Using discretized prior, can make use of Kronecker matrix algebra, for efficient & exact ELBO computation
Overall summary
- section 2) VI
- section 3) DIRECT
- section 4) limitations of proposed approach
2. Variational Inference Background
ELBO with continuous/discrete prior :
- (continuous) \(\mathrm{ELBO}(\boldsymbol{\theta})=\int q_{\boldsymbol{\theta}}(\mathbf{w})\left(\log \operatorname{Pr}(\mathbf{y} \mid \mathbf{w})+\log \operatorname{Pr}(\mathbf{w})-\log q_{\boldsymbol{\theta}}(\mathbf{w})\right) d \mathbf{w}\)
- (discrete) \(\mathrm{ELBO}(\theta)=\mathrm{q}^{T}(\log \ell+\log \mathrm{p}-\log \mathrm{q})\)
- \(\log \ell=\left\{\log \operatorname{Pr}\left(\mathbf{y} \mid \mathbf{w}_{i}\right)\right\}_{i=1}^{m}\).
- \(\log \mathbf{p}=\left\{\log \operatorname{Pr}\left(\mathbf{w}_{i}\right)\right\}_{i=1}^{m}\).
- \(\mathbf{q}=\left\{q_{\boldsymbol{\theta}}\left(\mathbf{w}_{i}\right)\right\}_{i=1}^{m}\).

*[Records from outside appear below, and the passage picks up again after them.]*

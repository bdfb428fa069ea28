//! Operator-facing report.
//!
//! Rendering is string-building only; `Console` decides when to print so that
//! test program output appears between a stage heading and its verdict.
use crate::diff::DiffFinding;
use crate::evidence::EvidenceEntry;
use crate::pipeline::{
    PipelineOutcome, StageDetail, StageId, StageObserver, StageReport, StageStatus,
};
use crate::runner::TestOutcome;
use crate::structural::{Expectation, StructuralVerdict};
use anyhow::{Context, Result};

const RULE: &str = "================================================================";

/// Prints each stage to stdout as the pipeline reaches it.
pub struct Console;

impl StageObserver for Console {
    fn stage_started(&mut self, stage: StageId) {
        print!("{}", render_stage_header(stage));
    }

    fn stage_finished(&mut self, report: &StageReport) {
        print!("{}", render_stage_body(report));
    }
}

pub fn render_stage_header(stage: StageId) -> String {
    let mut out = String::new();
    push_line(&mut out, RULE);
    push_line(
        &mut out,
        &format!(
            "[{}/{}] {}",
            stage.number(),
            StageId::ALL.len(),
            stage.title()
        ),
    );
    push_line(&mut out, RULE);
    out
}

pub fn render_stage_body(report: &StageReport) -> String {
    let mut out = String::new();
    match &report.detail {
        Some(StageDetail::Diff(finding)) => render_diff(&mut out, finding),
        Some(StageDetail::Test { command, outcome }) => render_test(&mut out, command, outcome),
        Some(StageDetail::Structural {
            source_file,
            verdict,
        }) => render_structural(&mut out, source_file, verdict),
        Some(StageDetail::Evidence { files }) => render_evidence(&mut out, files),
        Some(StageDetail::Error { message }) => {
            push_line(&mut out, &format!("ERROR: could not run: {message}"));
        }
        None => {}
    }
    if report.status == StageStatus::Failed {
        push_line(&mut out, &format!("STAGE FAILED: {}", report.stage.title()));
    }
    push_line(&mut out, "");
    out
}

/// Final verdict line(s), including which stages never ran.
pub fn render_summary(outcome: &PipelineOutcome) -> String {
    let mut out = String::new();
    push_line(&mut out, RULE);
    if outcome.passed {
        push_line(&mut out, "RESULT: PASS - all 5 stages passed; hotfix evidence complete");
    } else if let Some(first) = outcome
        .stages
        .iter()
        .find(|stage| !matches!(stage.status, StageStatus::Passed | StageStatus::Skipped))
    {
        push_line(
            &mut out,
            &format!(
                "RESULT: FAIL - stopped at stage {} ({}), exit status {}",
                first.stage.number(),
                first.stage.title(),
                outcome.exit_code
            ),
        );
        let skipped: Vec<&str> = outcome
            .stages
            .iter()
            .filter(|stage| stage.status == StageStatus::Skipped)
            .map(|stage| stage.stage.title())
            .collect();
        if !skipped.is_empty() {
            push_line(&mut out, &format!("Not run: {}", skipped.join(", ")));
        }
    }
    push_line(&mut out, RULE);
    out
}

pub fn render_json(outcome: &PipelineOutcome) -> Result<String> {
    serde_json::to_string_pretty(outcome).context("serialize pipeline outcome")
}

fn render_diff(out: &mut String, finding: &DiffFinding) {
    push_line(out, &format!("  file:   {}", finding.file));
    push_line(out, &format!("  marker: {}", finding.marker));
    if finding.found {
        push_line(out, "PASS: removal marker present in diff");
        if let Some(line) = &finding.evidence_line {
            push_line(out, &format!("    {line}"));
        }
    } else {
        push_line(
            out,
            &format!(
                "FAIL: removal marker absent from diff ({} diff lines scanned)",
                finding.diff_lines
            ),
        );
    }
}

fn render_test(out: &mut String, command: &str, outcome: &TestOutcome) {
    push_line(out, &format!("  command: {command}"));
    match outcome {
        TestOutcome::Passed => push_line(out, "PASS: exited with status 0"),
        TestOutcome::Failed {
            exit_code: Some(code),
        } => push_line(out, &format!("FAIL: exited with status {code}")),
        TestOutcome::Failed { exit_code: None } => {
            push_line(out, "FAIL: terminated by signal")
        }
        TestOutcome::TimedOut { seconds } => push_line(
            out,
            &format!("FAIL: timed out after {seconds}s and was killed"),
        ),
    }
}

fn render_structural(out: &mut String, source_file: &str, verdict: &StructuralVerdict) {
    push_line(out, &format!("  source: {source_file}"));
    match verdict {
        StructuralVerdict::NotFound { locator } => {
            push_line(out, &format!("FAIL: function not found: {locator}"));
        }
        StructuralVerdict::Checked {
            function_line,
            window,
            results,
        } => {
            push_line(out, &format!("  function at line {function_line}"));
            push_line(
                out,
                &format!(
                    "  window: lines {}-{} ({} lines)",
                    window.first_line, window.last_line, window.line_count
                ),
            );
            for result in results {
                let mark = if result.passed { "PASS" } else { "FAIL" };
                let expect = match result.expectation {
                    Expectation::Absent => "absent",
                    Expectation::Present => "present",
                };
                let mut line = format!(
                    "{mark}: {} (must be {expect}: {:?}): {}",
                    result.kind.label(),
                    result.marker,
                    result.reason
                );
                if !result.hit_lines.is_empty() {
                    let lines: Vec<String> =
                        result.hit_lines.iter().map(|n| n.to_string()).collect();
                    line.push_str(&format!(" [line {}]", lines.join(", ")));
                }
                push_line(out, &line);
            }
        }
    }
}

fn render_evidence(out: &mut String, files: &[EvidenceEntry]) {
    for entry in files {
        let note = if entry.exists { "" } else { " (not present)" };
        push_line(out, &format!("  - {}{note}", entry.name));
    }
    push_line(out, &format!("PASS: {} evidence artifacts listed", files.len()));
}

fn push_line(out: &mut String, line: &str) {
    out.push_str(line);
    out.push('\n');
}
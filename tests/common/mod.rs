//! Shared test infrastructure for integration tests.
//!
//! Builds a throwaway git checkout holding a before/after pair of the patched
//! module plus shell test programs, then runs `hfgate` against it.

use std::path::{Path, PathBuf};
use std::process::{Command, Output};
use tempfile::TempDir;

/// `DB.execute` before the hotfix: still carries the catch-all handler.
pub const STORE_BEFORE: &str = "\
import MySQLdb


class DB(object):
    def __init__(self, cfg):
        self.config = cfg
        self.conn = None

    def execute(self, *a, **kw):
        cursor = kw.pop('cursor', None)
        try:
            cursor = cursor or self.get_conn().cursor()
            cursor.execute(*a, **kw)
        except (AttributeError, MySQLdb.OperationalError) as e:
            self.conn and self.conn.close()
            self.conn = None
            cursor = self.get_conn().cursor()
            cursor.execute(*a, **kw)
        except Exception as e:
            raise
        return cursor

    def query_all(self, *a, **kw):
        cursor = None
        try:
            cursor = self.execute(*a, **kw)
            return cursor.fetchall()
        finally:
            cursor and cursor.close()
";

pub fn store_after() -> String {
    STORE_BEFORE.replace("        except Exception as e:\n            raise\n", "")
}

pub fn find_in_path(name: &str) -> Option<PathBuf> {
    let path_var = std::env::var_os("PATH")?;
    for dir in std::env::split_paths(&path_var) {
        let candidate = dir.join(name);
        if candidate.is_file() {
            return Some(candidate);
        }
    }
    None
}

/// A git checkout with two commits: the unpatched module and the hotfix.
pub struct HotfixRepo {
    pub dir: TempDir,
}

impl HotfixRepo {
    /// Returns `None` when `git` or `sh` is unavailable.
    pub fn create() -> Option<Self> {
        find_in_path("git")?;
        find_in_path("sh")?;
        let dir = tempfile::tempdir().expect("create temp dir");
        let repo = Self { dir };
        repo.git(&["init", "-q"]);
        repo.write("rrd/store.py", STORE_BEFORE);
        repo.write("tests/reproduce.sh", "echo reproduce ok\nexit 0\n");
        repo.write("tests/invariants.sh", "echo invariants ok\nexit 0\n");
        repo.commit("import store");
        repo.write("rrd/store.py", &store_after());
        repo.commit("drop catch-all handler in DB.execute");
        Some(repo)
    }

    pub fn path(&self) -> &Path {
        self.dir.path()
    }

    pub fn write(&self, rel: &str, contents: &str) {
        let path = self.path().join(rel);
        if let Some(parent) = path.parent() {
            std::fs::create_dir_all(parent).expect("create parent directory");
        }
        std::fs::write(path, contents).expect("write file");
    }

    /// Write a config that runs the shell test programs in this checkout.
    pub fn write_config(&self, extra: serde_json::Value) -> PathBuf {
        let mut config = serde_json::json!({
            "reproduction": { "command": "sh tests/reproduce.sh" },
            "invariants": { "command": "sh tests/invariants.sh" },
        });
        if let (Some(base), Some(extra)) = (config.as_object_mut(), extra.as_object()) {
            for (key, value) in extra {
                base.insert(key.clone(), value.clone());
            }
        }
        let path = self.path().join("hfgate.json");
        std::fs::write(
            &path,
            serde_json::to_vec_pretty(&config).expect("serialize config"),
        )
        .expect("write config");
        path
    }

    pub fn run_gate(&self, config: &Path, extra_args: &[&str]) -> Output {
        Command::new(env!("CARGO_BIN_EXE_hfgate"))
            .arg("--root")
            .arg(self.path())
            .arg("--config")
            .arg(config)
            .args(extra_args)
            .env_remove("RUST_LOG")
            .output()
            .expect("run hfgate")
    }

    fn commit(&self, message: &str) {
        self.git(&["add", "-A"]);
        self.git(&[
            "-c",
            "user.name=Release Engineer",
            "-c",
            "user.email=release@example.com",
            "-c",
            "commit.gpgsign=false",
            "commit",
            "-q",
            "-m",
            message,
        ]);
    }

    fn git(&self, args: &[&str]) {
        let status = Command::new("git")
            .args(args)
            .current_dir(self.path())
            .status()
            .expect("run git");
        assert!(status.success(), "git {args:?} failed");
    }
}
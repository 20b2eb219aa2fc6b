//! Newline-delimited JSON host loop
//!
//! Each input line is `{"tool_name": ..., "input": {...}}`,
//! `{"list": "<namespace>"}` or `{"deregister": "<tool name>"}`. Every
//! line gets exactly one JSON line back. Requests are handled one at a
//! time, each to completion.

use anyhow::{Context, Result};
use serde::Deserialize;
use serde_json::json;
use tokio::io::{AsyncBufRead, AsyncBufReadExt, AsyncWrite, AsyncWriteExt};
use tracing::{debug, info, warn};

use crate::executor::{ExecuteRequest, Executor};
use crate::registry::Registry;

#[derive(Deserialize)]
#[serde(untagged)]
enum HostRequest {
    List { list: String },
    Deregister { deregister: String },
    Execute(ExecuteRequest),
}

/// Handle one request line and build its reply
pub async fn handle_line(
    line: &str,
    registry: &mut Registry,
    executor: &Executor,
) -> serde_json::Value {
    let request: HostRequest = match serde_json::from_str(line) {
        Ok(req) => req,
        Err(e) => {
            warn!("Malformed request line: {e}");
            return json!({"error": format!("Malformed request: {e}"), "kind": "invalid_input"});
        }
    };

    match request {
        HostRequest::List { list } => json!({ "tools": registry.list_tools(&list) }),
        HostRequest::Deregister { deregister } => match registry.deregister_tool(&deregister) {
            Some(tool) => {
                info!("Deregistered tool: {}", tool.name);
                json!({ "deregistered": tool.name })
            }
            None => json!({
                "error": format!("Unknown tool: {deregister}"),
                "kind": "unknown_tool"
            }),
        },
        HostRequest::Execute(req) => match executor.execute(registry, req).await {
            Ok(resp) => serde_json::to_value(&resp)
                .unwrap_or_else(|e| json!({"error": e.to_string(), "kind": "serialization"})),
            Err(e) => json!({"error": e.to_string(), "kind": e.kind()}),
        },
    }
}

/// Serve requests from `reader` until EOF
pub async fn serve<R, W>(
    reader: R,
    mut writer: W,
    registry: &mut Registry,
    executor: &Executor,
) -> Result<()>
where
    R: AsyncBufRead + Unpin,
    W: AsyncWrite + Unpin,
{
    let mut lines = reader.lines();

    while let Some(line) = lines.next_line().await.context("Failed to read request")? {
        if line.trim().is_empty() {
            continue;
        }
        debug!("Request: {line}");

        let reply = handle_line(&line, registry, executor).await;
        let mut bytes = serde_json::to_vec(&reply).context("Failed to serialize reply")?;
        bytes.push(b'\n');
        writer
            .write_all(&bytes)
            .await
            .context("Failed to write reply")?;
        writer.flush().await.context("Failed to flush reply")?;
    }

    Ok(())
}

- \(\left\{\mathbf{w}_{i}\right\}_{i=1}^{m}=\mathbf{W} \in \mathbb{R}^{b \times m}\).
Computing ELBO is challenging, when \(b\) is large!
ELBO is not explicitly computed…. instead MC estimate of gradient of ELBO w.r.t variational param \(\theta\)
Found that **discretely relaxing continuous latent variable priors can improve training and inference performance when using our proposed DIRECT technique which computes the ELBO( & its gradient ) directly **
Since discrete…
-
reparameterixation trick (X)
-
REINFORCE (O) … but higher variance
\(\rightarrow\) proposed DIRECT trains much faster!
3. DIRECT : Efficient ELBO Computations with Kronecker Matrix Algebra
DIRECT : allows to efficiently & exactly compute ELBO
-
several advantages over existing SVI techniques
-
consider a discrete prior over our latent variables,
whose support set \(\mathbf{W}\) forms a Cartesian tensor product grid
\(\mathbf{W}=\left(\begin{array}{ccccccc} \overline{\mathbf{w}}_{1}^{T} & \otimes & \mathbf{1}_{\bar{m}}^{T} & \otimes & \cdots & \otimes & \mathbf{1}_{\bar{m}}^{T} \\ \mathbf{1}_{\bar{m}}^{T} & \otimes & \overline{\mathbf{w}}_{2}^{T} & \otimes & \cdots & \otimes & \mathbf{1}_{\bar{m}}^{T} \\ \vdots & & \vdots & & \ddots & & \vdots \\ \mathbf{1}_{\bar{m}}^{T} & \otimes & \mathbf{1}_{\bar{m}}^{T} & \otimes & \cdots & \otimes & \overline{\mathbf{w}}_{b}^{T} \end{array}\right),\).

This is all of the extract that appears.